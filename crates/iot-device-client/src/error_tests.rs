//! Tests for error types.

use super::*;
use base64::{engine::general_purpose::STANDARD, Engine};

#[test]
fn test_error_transience() {
    assert!(DeviceClientError::Transport {
        message: "connection reset".to_string(),
    }
    .is_transient());

    assert!(!DeviceClientError::TokenNotIssued.is_transient());

    assert!(DeviceClientError::Service {
        status: 503,
        message: "unavailable".to_string(),
    }
    .is_transient());

    assert!(DeviceClientError::Service {
        status: 429,
        message: "throttled".to_string(),
    }
    .is_transient());

    assert!(!DeviceClientError::Service {
        status: 401,
        message: "unauthorized".to_string(),
    }
    .is_transient());
}

#[test]
fn test_decode_error_converts_to_invalid_shared_key() {
    let decode_error = STANDARD.decode("not base64!").unwrap_err();
    let error: DeviceClientError = decode_error.into();

    assert!(matches!(error, DeviceClientError::InvalidSharedKey(_)));
    assert!(!error.is_transient());
    assert!(error.to_string().contains("not valid base64"));
}

#[test]
fn test_nested_errors_display_context() {
    let error: DeviceClientError = ConfigurationError::Missing {
        key: "HostName".to_string(),
    }
    .into();
    assert_eq!(
        error.to_string(),
        "Configuration error: Missing required configuration: HostName"
    );

    let error: DeviceClientError = ValidationError::Required {
        field: "device_id".to_string(),
    }
    .into();
    assert_eq!(
        error.to_string(),
        "Validation error: Required field missing: device_id"
    );
}
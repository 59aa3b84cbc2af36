use iot_device_cli::run_cli;
use tracing::error;

#[tokio::main]
async fn main() {
    if let Err(e) = run_cli().await {
        error!("CLI error: {}", e);
        eprintln!("Error: {}", e);

        std::process::exit(e.exit_code());
    }
}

..........

__Task requirements__
Every entry must be output again, exactly as written above.

__Output of the task__
filename crates/iot-device-client/src/error_tests.rs
//! Tests for error types.

use super::*;
use base64::{engine::general_purpose::STANDARD, Engine};

#[test]
fn test_error_transience() {
    assert!(DeviceClientError::Transport {
        message: "connection reset".to_string(),
    }
    .is_transient());

    assert!(!DeviceClientError::TokenNotIssued.is_transient());

    assert!(DeviceClientError::Service {
        status: 503,
        message: "unavailable".to_string(),
    }
    .is_transient());

    assert!(DeviceClientError::Service {
        status: 429,
        message: "throttled".to_string(),
    }
    .is_transient());

    assert!(!DeviceClientError::Service {
        status: 401,
        message: "unauthorized".to_string(),
    }
    .is_transient());
}

#[test]
fn test_decode_error_converts_to_invalid_shared_key() {
    let decode_error = STANDARD.decode("not base64!").unwrap_err();
    let error: DeviceClientError = decode_error.into();

    assert!(matches!(error, DeviceClientError::InvalidSharedKey(_)));
    assert!(!error.is_transient());
    assert!(error.to_string().contains("not valid base64"));
}

#[test]
fn test_nested_errors_display_context() {
    let error: DeviceClientError = ConfigurationError::Missing {
        key: "HostName".to_string(),
    }
    .into();
    assert_eq!(
        error.to_string(),
        "Configuration error: Missing required configuration: HostName"
    );

    let error: DeviceClientError = ValidationError::Required {
        field: "device_id".to_string(),
    }
    .into();
    assert_eq!(
        error.to_string(),
        "Validation error: Required field missing: device_id"
    );
}
repository 59aa3b84cbc2af36
use iot_device_cli::run_cli;
use tracing::error;

#[tokio::main]
async fn main() {
    if let Err(e) = run_cli().await {
        error!("CLI error: {}", e);
        eprintln!("Error: {}", e);

        std::process::exit(e.exit_code());
    }
}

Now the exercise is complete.